Control of Dynamical Systems subject to Spatio-Temporal Constraints
Time: Fri 2022-04-01 10.00
Location: Q2, Malvinas väg 10, Stockholm
Video link: link for online defense
Language: English
Subject area: Electrical Engineering
Doctoral student: Maria Charitidou , Reglerteknik
Opponent: Professor Christian Ebenbauer,
Supervisor: Dimos V. Dimarogonas, Reglerteknik
QC 20220311
Abstract
Over the last decades, autonomous robots have been considered in a variety of applications such as persistent monitoring, package delivery and cooperative transportation. These applications often require the satisfaction of a set of complex tasks that need to be possibly performed in a timely manner. For example, in search and rescue missions, UAVs are expected to cover a set of regions within predetermined time intervals in order to increase the probability of identifying the victims of an accident. Spatio-temporal tasks of this form can be easily expressed in Signal Temporal Logic (STL), a predicate language that allow us to formally introduce time-constrained tasks such as visit area A between 0 and 5 min or robot 1 should move in a formation with robot 2 until robot 1 reaches region B between 5 and 20 sec.
Existing approaches in control under spatio-temporal tasks encode the STL constraints using mixed-integer expressions. In the majority of these works, receding horizon schemes are designed and long planning horizons are considered that depend on the temporal constraints of the STL tasks. As a result, the complexity of these problems may increase with the number of the tasks or the length of the time interval within which a STL task needs to be satisfied. Other approaches, consider a limited STL fragment and propose computationally efficient feedback controllers that ensure the satisfaction of the STL task with a minimum, desired robustness. Nevertheless, these approaches do not consider actuation limitations that are always present in real-world systems and thus, yield controllers of arbitrarily large magnitude.

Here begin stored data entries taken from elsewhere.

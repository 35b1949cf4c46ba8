//! Sequential flow composer.
//!
//! A [`Flow`] runs its handlers in order. Each handler receives a [`Next`]
//! pointing at the rest of the flow; a handler that does not call it stops
//! the flow. Once the response has been sent, remaining handlers are skipped.
//!
//! Handler errors are not caught here; they surface from [`Flow::run`].

use crate::error::FlowResult;
use crate::middleware::{Handler, Middleware, Next};
use crate::state::FlowState;
use crate::types::{Request, Response};

/// An ordered list of handlers run one after another.
///
/// # Example
///
/// ```ignore
/// use flowgate_middleware::{Flow, FlowState, Request, Response};
///
/// let flow = Flow::builder()
///     .then_fn("load_user", |req, res, next, state| {
///         Box::pin(async move {
///             state.set("user", json!({ "active": true }));
///             next.run(req, res, state).await
///         })
///     })
///     .then(Audit)
///     .build();
///
/// flow.run(&mut request, &mut response, &mut FlowState::new()).await?;
/// ```
#[derive(Clone, Debug, Default)]
pub struct Flow {
    handlers: Vec<Handler>,
}

impl Flow {
    /// Creates a flow from handlers, in order.
    pub fn new(handlers: impl IntoIterator<Item = Handler>) -> Self {
        Self {
            handlers: handlers.into_iter().collect(),
        }
    }

    /// Creates a new flow builder.
    #[must_use]
    pub fn builder() -> FlowBuilder {
        FlowBuilder::new()
    }

    /// Appends a handler.
    pub fn push(&mut self, handler: impl Into<Handler>) {
        self.handlers.push(handler.into());
    }

    /// Returns the handlers.
    #[must_use]
    pub fn handlers(&self) -> &[Handler] {
        &self.handlers
    }

    /// Returns the handler names in order.
    #[must_use]
    pub fn handler_names(&self) -> Vec<&'static str> {
        self.handlers.iter().map(Handler::name).collect()
    }

    /// Returns the number of handlers.
    #[must_use]
    pub fn len(&self) -> usize {
        self.handlers.len()
    }

    /// Returns `true` if the flow has no handlers.
    #[must_use]
    pub fn is_empty(&self) -> bool {
        self.handlers.is_empty()
    }

    /// Builds the continuation chain ending in `terminal`.
    pub fn chain<'a>(&'a self, terminal: Next<'a>) -> Next<'a> {
        let mut next = terminal;
        for handler in self.handlers.iter().rev() {
            next = Next::new(handler, next);
        }
        next
    }

    /// Runs the flow to completion.
    ///
    /// Returns once the last handler finishes, a handler stops the chain by
    /// not calling `next`, or the response is sent.
    pub async fn run(
        &self,
        request: &mut Request,
        response: &mut Response,
        state: &mut FlowState,
    ) -> FlowResult {
        tracing::debug!(
            invocation_id = %state.invocation_id(),
            handlers = self.handlers.len(),
            "running flow"
        );
        self.chain(Next::end()).run(request, response, state).await
    }
}

impl FromIterator<Handler> for Flow {
    fn from_iter<I: IntoIterator<Item = Handler>>(iter: I) -> Self {
        Self::new(iter)
    }
}

/// Builder for constructing a [`Flow`].
#[derive(Default)]
pub struct FlowBuilder {
    handlers: Vec<Handler>,
}

impl FlowBuilder {
    /// Creates an empty builder.
    #[must_use]
    pub fn new() -> Self {
        Self::default()
    }

    /// Appends a handler.
    #[must_use]
    pub fn handler(mut self, handler: Handler) -> Self {
        self.handlers.push(handler);
        self
    }

    /// Appends a handler object.
    #[must_use]
    pub fn then<M: Middleware>(self, middleware: M) -> Self {
        self.handler(Handler::object(middleware))
    }

    /// Appends a named plain callable.
    #[must_use]
    pub fn then_fn<F>(self, name: &'static str, func: F) -> Self
    where
        F: for<'a> Fn(
                &'a mut Request,
                &'a mut Response,
                Next<'a>,
                &'a mut FlowState,
            ) -> crate::middleware::BoxFuture<'a, FlowResult>
            + Send
            + Sync
            + 'static,
    {
        self.handler(Handler::named_fn(name, func))
    }

    /// Builds the flow.
    #[must_use]
    pub fn build(self) -> Flow {
        Flow {
            handlers: self.handlers,
        }
    }
}

#[cfg(test)]
mod tests {
    use super::*;
    use http::{Method, StatusCode, Uri};
    use serde_json::{json, Value};

    fn record(name: &'static str) -> Handler {
        Handler::named_fn(name, move |req, res, next, state| {
            Box::pin(async move {
                let mut seen = state
                    .get("seen")
                    .cloned()
                    .unwrap_or_else(|| Value::Array(Vec::new()));
                if let Value::Array(items) = &mut seen {
                    items.push(json!(name));
                }
                state.set("seen", seen);
                next.run(req, res, state).await
            })
        })
    }

    fn request() -> Request {
        Request::new(Method::GET, Uri::from_static("/"))
    }

    #[tokio::test]
    async fn test_runs_in_order() {
        let flow = Flow::new([record("a"), record("b"), record("c")]);
        assert_eq!(flow.handler_names(), vec!["a", "b", "c"]);

        let mut state = FlowState::new();
        flow.run(&mut request(), &mut Response::new(), &mut state)
            .await
            .unwrap();
        assert_eq!(state.get("seen"), Some(&json!(["a", "b", "c"])));
    }

    #[tokio::test]
    async fn test_stop_without_next() {
        let stop = Handler::named_fn("stop", |_req, _res, _next, _state| {
            Box::pin(async { Ok(()) })
        });
        let flow = Flow::new([record("a"), stop, record("c")]);

        let mut state = FlowState::new();
        flow.run(&mut request(), &mut Response::new(), &mut state)
            .await
            .unwrap();
        assert_eq!(state.get("seen"), Some(&json!(["a"])));
    }

    #[tokio::test]
    async fn test_sent_response_stops_flow() {
        let send = Handler::named_fn("send", |req, res, next, state| {
            Box::pin(async move {
                res.send(StatusCode::OK, "early");
                next.run(req, res, state).await
            })
        });
        let flow = Flow::builder()
            .handler(send)
            .handler(record("late"))
            .build();

        let mut state = FlowState::new();
        let mut response = Response::new();
        flow.run(&mut request(), &mut response, &mut state)
            .await
            .unwrap();
        assert!(response.is_sent());
        assert!(state.get("seen").is_none());
    }

    #[tokio::test]
    async fn test_code_after_next_runs_after_rest() {
        let outer = Handler::named_fn("outer", |req, res, next, state| {
            Box::pin(async move {
                next.run(&mut *req, &mut *res, &mut *state).await?;
                let seen = state.get("seen").cloned().unwrap_or(Value::Null);
                state.set("after", seen);
                Ok(())
            })
        });
        let flow = Flow::new([outer, record("inner")]);

        let mut state = FlowState::new();
        flow.run(&mut request(), &mut Response::new(), &mut state)
            .await
            .unwrap();
        assert_eq!(state.get("after"), Some(&json!(["inner"])));
    }

    #[tokio::test]
    async fn test_empty_flow() {
        let flow = Flow::default();
        assert!(flow.is_empty());
        flow.run(&mut request(), &mut Response::new(), &mut FlowState::new())
            .await
            .unwrap();
    }
}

In this thesis, we consider the control problem under spatio-temporal constraints for systems that are subject to actuation limitations. In the first part, receding horizon control schemes (RHS) are proposed that ensure the satisfaction or minimal violation of a given set of STL tasks. Contrary to existing approaches, the planning horizon of the RHS scheme can be chosen independent of the STL task and hence, arbitrarily small, given the initial feasibility of the problem. Combining the advantages of the RHS and feedback strategies, we encode the STL tasks using control barrier functions that are designed either online or offline and design controllers that aim at maximizing the robustness of the STL task. The recursive feasibility property of the framework is established and a lower bound on the violation of the STL formula is derived.

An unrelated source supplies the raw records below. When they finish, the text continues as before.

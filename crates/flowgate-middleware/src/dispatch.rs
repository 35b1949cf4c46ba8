//! Predicate dispatch as a flow step.
//!
//! [`DispatchMiddleware`] picks one [`Handler`] from a [`Dispatcher`] and
//! runs it in place of itself. Predicates see the call as the argument tuple
//! `[request, response, state]`, each snapshotted as JSON, so an unprefixed
//! path such as `body.type` reads the request and `[1].sent` or
//! `[2].user.id` reach the response and state.
//!
//! When no option matches, the flow continues with `next`.

use crate::error::FlowResult;
use crate::middleware::{BoxFuture, Handler, Middleware, Next};
use crate::state::FlowState;
use crate::types::{Request, Response};
use flowgate_core::Args;
use flowgate_dispatch::{DispatchOption, Dispatcher, When};

/// Snapshots one call as the dispatch argument tuple.
#[must_use]
pub fn snapshot(request: &Request, response: &Response, state: &FlowState) -> Args {
    Args::from(vec![
        request.to_value(),
        response.to_value(),
        state.to_value(),
    ])
}

/// A flow step that selects and runs one handler.
///
/// # Example
///
/// ```ignore
/// use flowgate_dispatch::{Dispatcher, When};
/// use flowgate_middleware::DispatchMiddleware;
/// use serde_json::json;
///
/// let routes = DispatchMiddleware::new(
///     Dispatcher::builder(DispatchMiddleware::route(
///         When::matches([("body.type", json!("refund"))]),
///         refunds,
///     ))
///     .option(DispatchMiddleware::route(When::path("[2].user.admin"), admin))
///     .option(DispatchMiddleware::fallback(not_found))
///     .build(),
/// );
/// ```
#[derive(Clone, Debug)]
pub struct DispatchMiddleware {
    dispatcher: Dispatcher<Args, Handler>,
}

impl DispatchMiddleware {
    /// Wraps a dispatcher whose options yield handlers.
    #[must_use]
    pub fn new(dispatcher: Dispatcher<Args, Handler>) -> Self {
        Self { dispatcher }
    }

    /// An option selecting `handler` when `condition` matches.
    pub fn route(condition: When<Args>, handler: Handler) -> DispatchOption<Args, Handler> {
        let name = handler.name();
        DispatchOption::constant(Some(condition), handler).named(name)
    }

    /// An option that always selects `handler`.
    pub fn fallback(handler: Handler) -> DispatchOption<Args, Handler> {
        let name = handler.name();
        DispatchOption::constant(None, handler).named(name)
    }

    /// Returns the wrapped dispatcher.
    #[must_use]
    pub fn dispatcher(&self) -> &Dispatcher<Args, Handler> {
        &self.dispatcher
    }
}

impl Middleware for DispatchMiddleware {
    fn name(&self) -> &'static str {
        "dispatch"
    }

    fn handle<'a>(
        &'a self,
        request: &'a mut Request,
        response: &'a mut Response,
        state: &'a mut FlowState,
        next: Next<'a>,
    ) -> BoxFuture<'a, FlowResult> {
        Box::pin(async move {
            let args = snapshot(request, response, state);
            match self.dispatcher.dispatch(&args)? {
                Some(handler) => {
                    tracing::debug!(
                        handler = handler.name(),
                        invocation_id = %state.invocation_id(),
                        "dispatching to handler"
                    );
                    handler.invoke(request, response, state, next).await
                }
                None => next.run(request, response, state).await,
            }
        })
    }
}

#[cfg(test)]
mod tests {
    use super::*;
    use crate::error::FlowError;
    use http::{Method, StatusCode, Uri};
    use serde_json::json;

    fn reply(name: &'static str) -> Handler {
        Handler::named_fn(name, move |_req, res, _next, _state| {
            Box::pin(async move {
                res.send(StatusCode::OK, name);
                Ok(())
            })
        })
    }

    fn order(kind: &str) -> Request {
        Request::new(Method::POST, Uri::from_static("/orders"))
            .with_json(&json!({ "type": kind, "amount": "12" }))
    }

    fn routes() -> DispatchMiddleware {
        DispatchMiddleware::new(
            Dispatcher::builder(DispatchMiddleware::route(
                When::matches([("body.type", json!("refund"))]),
                reply("refunds"),
            ))
            .option(DispatchMiddleware::route(
                When::matches([("body.amount", json!(12))]),
                reply("payments"),
            ))
            .build(),
        )
    }

    #[test]
    fn test_snapshot_shape() {
        let mut state = FlowState::new();
        state.set("user", json!({ "id": 7 }));
        let args = snapshot(&order("refund"), &Response::new(), &state);

        assert_eq!(args.len(), 3);
        assert_eq!(args.get(0).unwrap()["body"]["type"], json!("refund"));
        assert_eq!(args.get(1).unwrap()["sent"], json!(false));
        assert_eq!(args.get(2).unwrap()["user"]["id"], json!(7));
    }

    #[tokio::test]
    async fn test_first_match_runs() {
        let mut response = Response::new();
        routes()
            .handle(&mut order("refund"), &mut response, &mut FlowState::new(), Next::end())
            .await
            .unwrap();
        assert_eq!(response.body().as_ref(), b"refunds");
    }

    #[tokio::test]
    async fn test_coerced_match() {
        let mut response = Response::new();
        routes()
            .handle(&mut order("sale"), &mut response, &mut FlowState::new(), Next::end())
            .await
            .unwrap();
        assert_eq!(response.body().as_ref(), b"payments");
    }

    #[tokio::test]
    async fn test_no_match_continues() {
        let only_refunds = DispatchMiddleware::new(
            Dispatcher::builder(DispatchMiddleware::route(
                When::path("[2].admin"),
                reply("admin"),
            ))
            .build(),
        );
        let next = Next::terminal(|_req, _res, state| {
            Box::pin(async move {
                state.set("continued", true);
                Ok(())
            })
        });

        let mut state = FlowState::new();
        let mut response = Response::new();
        only_refunds
            .handle(&mut order("sale"), &mut response, &mut state, next)
            .await
            .unwrap();
        assert!(!response.is_sent());
        assert_eq!(state.get("continued"), Some(&json!(true)));
    }

    #[tokio::test]
    async fn test_coercion_error_propagates() {
        let bad = DispatchMiddleware::new(
            Dispatcher::builder(DispatchMiddleware::route(
                When::matches([("body", json!(["not", "coercible"]))]),
                reply("never"),
            ))
            .build(),
        );
        let request = &mut Request::new(Method::POST, Uri::from_static("/")).with_body("text");
        let err = bad
            .handle(request, &mut Response::new(), &mut FlowState::new(), Next::end())
            .await
            .unwrap_err();
        assert!(matches!(err, FlowError::Dispatch(_)));
    }

    #[test]
    fn test_options_named_after_handlers() {
        let routes = routes();
        let names: Vec<_> = routes
            .dispatcher()
            .options()
            .iter()
            .map(|o| o.name())
            .collect();
        assert_eq!(names, vec![Some("refunds"), Some("payments")]);
    }
}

In the next part, we consider a multi-agent system that is subject to a STL task whose satisfaction may involve a large number of agents in the team. Then, the goal is to decompose the global task into local ones the satisfaction of each one of which depends only on a given sub-team of agents. The proposed decomposition method enables the design of decentralized controllers under local STL tasks avoiding unnecessary communication among agents. In the last part of the thesis, the coordination problem of multiple platoons is considered and related tasks such as splitting, merging and distance maintenance are expressed as Signal Temporal Logic tasks. Then, feedback control techniques are employed ensuring the satisfaction the STL formula, or alternatively minimal violation in presence of actuation limitations.